Prompt: Give back the data below exactly as it was given.

== Source data

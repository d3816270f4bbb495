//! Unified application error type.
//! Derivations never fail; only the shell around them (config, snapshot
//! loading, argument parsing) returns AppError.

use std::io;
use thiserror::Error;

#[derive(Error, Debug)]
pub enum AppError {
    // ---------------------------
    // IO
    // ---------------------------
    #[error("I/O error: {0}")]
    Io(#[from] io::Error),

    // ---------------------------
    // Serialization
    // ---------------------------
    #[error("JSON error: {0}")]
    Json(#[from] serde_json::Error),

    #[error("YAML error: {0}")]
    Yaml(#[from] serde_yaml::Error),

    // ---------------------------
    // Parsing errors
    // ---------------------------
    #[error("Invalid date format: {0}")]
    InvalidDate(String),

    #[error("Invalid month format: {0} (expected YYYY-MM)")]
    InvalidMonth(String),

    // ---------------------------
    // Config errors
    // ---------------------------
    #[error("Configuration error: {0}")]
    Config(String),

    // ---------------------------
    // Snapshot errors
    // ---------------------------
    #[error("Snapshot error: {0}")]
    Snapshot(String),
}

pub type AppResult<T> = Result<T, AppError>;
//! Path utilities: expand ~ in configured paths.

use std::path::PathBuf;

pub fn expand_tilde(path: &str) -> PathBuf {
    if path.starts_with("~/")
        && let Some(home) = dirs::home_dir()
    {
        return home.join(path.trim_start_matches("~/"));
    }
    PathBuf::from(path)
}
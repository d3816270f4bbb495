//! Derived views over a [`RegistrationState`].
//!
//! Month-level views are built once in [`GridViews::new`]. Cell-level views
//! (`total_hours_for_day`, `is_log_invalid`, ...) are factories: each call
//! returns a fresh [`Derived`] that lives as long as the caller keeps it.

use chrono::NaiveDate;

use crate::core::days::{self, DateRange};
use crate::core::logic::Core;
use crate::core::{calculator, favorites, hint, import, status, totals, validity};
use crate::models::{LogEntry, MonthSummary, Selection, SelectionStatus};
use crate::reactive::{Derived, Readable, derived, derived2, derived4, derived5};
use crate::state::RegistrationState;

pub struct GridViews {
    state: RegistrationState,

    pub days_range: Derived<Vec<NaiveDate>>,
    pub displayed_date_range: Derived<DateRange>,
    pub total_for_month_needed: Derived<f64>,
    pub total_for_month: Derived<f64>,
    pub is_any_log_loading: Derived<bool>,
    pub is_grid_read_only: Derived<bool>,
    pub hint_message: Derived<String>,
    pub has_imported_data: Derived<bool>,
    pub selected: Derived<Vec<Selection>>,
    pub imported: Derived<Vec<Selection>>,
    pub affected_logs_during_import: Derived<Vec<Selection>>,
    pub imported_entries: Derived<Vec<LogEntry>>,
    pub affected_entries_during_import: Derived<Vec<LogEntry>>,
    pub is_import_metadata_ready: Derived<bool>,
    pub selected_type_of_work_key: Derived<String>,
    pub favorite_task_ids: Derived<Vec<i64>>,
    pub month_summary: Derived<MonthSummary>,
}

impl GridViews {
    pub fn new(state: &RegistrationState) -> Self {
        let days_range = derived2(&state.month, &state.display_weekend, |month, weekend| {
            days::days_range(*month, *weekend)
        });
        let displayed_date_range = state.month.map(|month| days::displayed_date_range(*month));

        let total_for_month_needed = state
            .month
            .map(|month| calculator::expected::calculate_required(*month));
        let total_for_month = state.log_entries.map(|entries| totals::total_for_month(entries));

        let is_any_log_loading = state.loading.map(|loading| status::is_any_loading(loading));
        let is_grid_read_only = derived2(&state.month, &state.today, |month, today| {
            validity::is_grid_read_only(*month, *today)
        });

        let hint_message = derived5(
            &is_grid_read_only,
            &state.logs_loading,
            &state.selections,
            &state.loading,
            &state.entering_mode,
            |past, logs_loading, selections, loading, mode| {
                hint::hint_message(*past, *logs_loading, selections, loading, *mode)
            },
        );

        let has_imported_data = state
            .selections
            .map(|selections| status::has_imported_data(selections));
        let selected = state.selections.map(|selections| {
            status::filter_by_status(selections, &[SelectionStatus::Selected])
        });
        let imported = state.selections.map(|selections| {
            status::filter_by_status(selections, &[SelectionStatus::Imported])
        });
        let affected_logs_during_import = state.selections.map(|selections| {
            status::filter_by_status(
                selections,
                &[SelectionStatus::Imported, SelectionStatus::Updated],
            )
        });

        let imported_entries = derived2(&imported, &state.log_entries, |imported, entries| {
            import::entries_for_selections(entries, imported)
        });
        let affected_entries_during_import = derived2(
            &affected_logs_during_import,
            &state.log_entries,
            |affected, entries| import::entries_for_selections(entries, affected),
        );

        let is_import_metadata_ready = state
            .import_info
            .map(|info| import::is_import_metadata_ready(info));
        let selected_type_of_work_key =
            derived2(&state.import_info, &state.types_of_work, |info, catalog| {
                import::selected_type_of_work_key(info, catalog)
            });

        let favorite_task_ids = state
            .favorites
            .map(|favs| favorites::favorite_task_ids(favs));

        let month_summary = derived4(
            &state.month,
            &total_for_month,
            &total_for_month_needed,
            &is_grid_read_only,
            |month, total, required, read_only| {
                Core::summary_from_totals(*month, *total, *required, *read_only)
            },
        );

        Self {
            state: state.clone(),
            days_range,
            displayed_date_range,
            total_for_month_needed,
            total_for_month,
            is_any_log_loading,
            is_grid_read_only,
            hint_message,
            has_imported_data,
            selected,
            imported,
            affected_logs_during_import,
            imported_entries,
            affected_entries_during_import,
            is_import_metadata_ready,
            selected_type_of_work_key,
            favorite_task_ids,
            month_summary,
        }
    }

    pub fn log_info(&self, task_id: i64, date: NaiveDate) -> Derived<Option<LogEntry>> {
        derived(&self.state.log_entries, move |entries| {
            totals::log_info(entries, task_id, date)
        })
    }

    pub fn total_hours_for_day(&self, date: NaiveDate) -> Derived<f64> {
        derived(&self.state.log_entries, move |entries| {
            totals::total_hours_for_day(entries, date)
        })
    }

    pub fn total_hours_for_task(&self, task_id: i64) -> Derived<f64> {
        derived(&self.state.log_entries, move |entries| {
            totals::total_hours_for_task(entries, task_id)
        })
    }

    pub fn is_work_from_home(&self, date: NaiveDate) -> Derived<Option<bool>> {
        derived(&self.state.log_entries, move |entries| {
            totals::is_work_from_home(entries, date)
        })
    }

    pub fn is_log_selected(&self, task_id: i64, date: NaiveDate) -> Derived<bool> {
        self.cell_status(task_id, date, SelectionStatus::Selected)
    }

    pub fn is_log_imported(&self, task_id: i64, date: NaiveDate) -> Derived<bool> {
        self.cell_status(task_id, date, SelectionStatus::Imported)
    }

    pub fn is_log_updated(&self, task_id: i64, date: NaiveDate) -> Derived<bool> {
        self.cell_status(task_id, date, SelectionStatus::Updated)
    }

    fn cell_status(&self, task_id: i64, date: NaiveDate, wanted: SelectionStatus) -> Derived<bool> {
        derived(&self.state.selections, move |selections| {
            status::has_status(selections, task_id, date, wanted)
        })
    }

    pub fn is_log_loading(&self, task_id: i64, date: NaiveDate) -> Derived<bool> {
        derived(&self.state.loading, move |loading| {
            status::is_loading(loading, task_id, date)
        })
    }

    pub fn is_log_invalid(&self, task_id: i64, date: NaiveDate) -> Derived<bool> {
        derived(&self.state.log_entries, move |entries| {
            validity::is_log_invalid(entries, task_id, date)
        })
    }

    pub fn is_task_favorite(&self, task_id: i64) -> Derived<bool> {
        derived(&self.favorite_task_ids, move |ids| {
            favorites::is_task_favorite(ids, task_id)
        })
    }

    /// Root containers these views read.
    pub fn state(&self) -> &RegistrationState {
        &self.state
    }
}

====

Reply to the task:
repository d3816270f4bbb495
//! Unified application error type.
//! Derivations never fail; only the shell around them (config, snapshot
//! loading, argument parsing) returns AppError.

use std::io;
use thiserror::Error;

#[derive(Error, Debug)]
pub enum AppError {
    // ---------------------------
    // IO
    // ---------------------------
    #[error("I/O error: {0}")]
    Io(#[from] io::Error),

    // ---------------------------
    // Serialization
    // ---------------------------
    #[error("JSON error: {0}")]
    Json(#[from] serde_json::Error),

    #[error("YAML error: {0}")]
    Yaml(#[from] serde_yaml::Error),

    // ---------------------------
    // Parsing errors
    // ---------------------------
    #[error("Invalid date format: {0}")]
    InvalidDate(String),

    #[error("Invalid month format: {0} (expected YYYY-MM)")]
    InvalidMonth(String),

    // ---------------------------
    // Config errors
    // ---------------------------
    #[error("Configuration error: {0}")]
    Config(String),

    // ---------------------------
    // Snapshot errors
    // ---------------------------
    #[error("Snapshot error: {0}")]
    Snapshot(String),
}

pub type AppResult<T> = Result<T, AppError>;
//! Path utilities: expand ~ in configured paths.

use std::path::PathBuf;

pub fn expand_tilde(path: &str) -> PathBuf {
    if path.starts_with("~/")
        && let Some(home) = dirs::home_dir()
    {
        return home.join(path.trim_start_matches("~/"));
    }
    PathBuf::from(path)
}
repository d3816270f4bbb495
//! Derived views over a [`RegistrationState`].
//!
//! Month-level views are built once in [`GridViews::new`]. Cell-level views
//! (`total_hours_for_day`, `is_log_invalid`, ...) are factories: each call
//! returns a fresh [`Derived`] that lives as long as the caller keeps it.

use chrono::NaiveDate;

use crate::core::days::{self, DateRange};
use crate::core::logic::Core;
use crate::core::{calculator, favorites, hint, import, status, totals, validity};
use crate::models::{LogEntry, MonthSummary, Selection, SelectionStatus};
use crate::reactive::{Derived, Readable, derived, derived2, derived4, derived5};
use crate::state::RegistrationState;

pub struct GridViews {
    state: RegistrationState,

    pub days_range: Derived<Vec<NaiveDate>>,
    pub displayed_date_range: Derived<DateRange>,
    pub total_for_month_needed: Derived<f64>,
    pub total_for_month: Derived<f64>,
    pub is_any_log_loading: Derived<bool>,
    pub is_grid_read_only: Derived<bool>,
    pub hint_message: Derived<String>,
    pub has_imported_data: Derived<bool>,
    pub selected: Derived<Vec<Selection>>,
    pub imported: Derived<Vec<Selection>>,
    pub affected_logs_during_import: Derived<Vec<Selection>>,
    pub imported_entries: Derived<Vec<LogEntry>>,
    pub affected_entries_during_import: Derived<Vec<LogEntry>>,
    pub is_import_metadata_ready: Derived<bool>,
    pub selected_type_of_work_key: Derived<String>,
    pub favorite_task_ids: Derived<Vec<i64>>,
    pub month_summary: Derived<MonthSummary>,
}

impl GridViews {
    pub fn new(state: &RegistrationState) -> Self {
        let days_range = derived2(&state.month, &state.display_weekend, |month, weekend| {
            days::days_range(*month, *weekend)
        });
        let displayed_date_range = state.month.map(|month| days::displayed_date_range(*month));

        let total_for_month_needed = state
            .month
            .map(|month| calculator::expected::calculate_required(*month));
        let total_for_month = state.log_entries.map(|entries| totals::total_for_month(entries));

        let is_any_log_loading = state.loading.map(|loading| status::is_any_loading(loading));
        let is_grid_read_only = derived2(&state.month, &state.today, |month, today| {
            validity::is_grid_read_only(*month, *today)
        });

        let hint_message = derived5(
            &is_grid_read_only,
            &state.logs_loading,
            &state.selections,
            &state.loading,
            &state.entering_mode,
            |past, logs_loading, selections, loading, mode| {
                hint::hint_message(*past, *logs_loading, selections, loading, *mode)
            },
        );

        let has_imported_data = state
            .selections
            .map(|selections| status::has_imported_data(selections));
        let selected = state.selections.map(|selections| {
            status::filter_by_status(selections, &[SelectionStatus::Selected])
        });
        let imported = state.selections.map(|selections| {
            status::filter_by_status(selections, &[SelectionStatus::Imported])
        });
        let affected_logs_during_import = state.selections.map(|selections| {
            status::filter_by_status(
                selections,
                &[SelectionStatus::Imported, SelectionStatus::Updated],
            )
        });

        let imported_entries = derived2(&imported, &state.log_entries, |imported, entries| {
            import::entries_for_selections(entries, imported)
        });
        let affected_entries_during_import = derived2(
            &affected_logs_during_import,
            &state.log_entries,
            |affected, entries| import::entries_for_selections(entries, affected),
        );

        let is_import_metadata_ready = state
            .import_info
            .map(|info| import::is_import_metadata_ready(info));
        let selected_type_of_work_key =
            derived2(&state.import_info, &state.types_of_work, |info, catalog| {
                import::selected_type_of_work_key(info, catalog)
            });

        let favorite_task_ids = state
            .favorites
            .map(|favs| favorites::favorite_task_ids(favs));

        let month_summary = derived4(
            &state.month,
            &total_for_month,
            &total_for_month_needed,
            &is_grid_read_only,
            |month, total, required, read_only| {
                Core::summary_from_totals(*month, *total, *required, *read_only)
            },
        );

        Self {
            state: state.clone(),
            days_range,
            displayed_date_range,
            total_for_month_needed,
            total_for_month,
            is_any_log_loading,
            is_grid_read_only,
            hint_message,
            has_imported_data,
            selected,
            imported,
            affected_logs_during_import,
            imported_entries,
            affected_entries_during_import,
            is_import_metadata_ready,
            selected_type_of_work_key,
            favorite_task_ids,
            month_summary,
        }
    }

    pub fn log_info(&self, task_id: i64, date: NaiveDate) -> Derived<Option<LogEntry>> {
        derived(&self.state.log_entries, move |entries| {
            totals::log_info(entries, task_id, date)
        })
    }

    pub fn total_hours_for_day(&self, date: NaiveDate) -> Derived<f64> {
        derived(&self.state.log_entries, move |entries| {
            totals::total_hours_for_day(entries, date)
        })
    }

    pub fn total_hours_for_task(&self, task_id: i64) -> Derived<f64> {
        derived(&self.state.log_entries, move |entries| {
            totals::total_hours_for_task(entries, task_id)
        })
    }

    pub fn is_work_from_home(&self, date: NaiveDate) -> Derived<Option<bool>> {
        derived(&self.state.log_entries, move |entries| {
            totals::is_work_from_home(entries, date)
        })
    }

    pub fn is_log_selected(&self, task_id: i64, date: NaiveDate) -> Derived<bool> {
        self.cell_status(task_id, date, SelectionStatus::Selected)
    }

    pub fn is_log_imported(&self, task_id: i64, date: NaiveDate) -> Derived<bool> {
        self.cell_status(task_id, date, SelectionStatus::Imported)
    }

    pub fn is_log_updated(&self, task_id: i64, date: NaiveDate) -> Derived<bool> {
        self.cell_status(task_id, date, SelectionStatus::Updated)
    }

    fn cell_status(&self, task_id: i64, date: NaiveDate, wanted: SelectionStatus) -> Derived<bool> {
        derived(&self.state.selections, move |selections| {
            status::has_status(selections, task_id, date, wanted)
        })
    }

    pub fn is_log_loading(&self, task_id: i64, date: NaiveDate) -> Derived<bool> {
        derived(&self.state.loading, move |loading| {
            status::is_loading(loading, task_id, date)
        })
    }

    pub fn is_log_invalid(&self, task_id: i64, date: NaiveDate) -> Derived<bool> {
        derived(&self.state.log_entries, move |entries| {
            validity::is_log_invalid(entries, task_id, date)
        })
    }

    pub fn is_task_favorite(&self, task_id: i64) -> Derived<bool> {
        derived(&self.favorite_task_ids, move |ids| {
            favorites::is_task_favorite(ids, task_id)
        })
    }

    /// Root containers these views read.
    pub fn state(&self) -> &RegistrationState {
        &self.state
    }
}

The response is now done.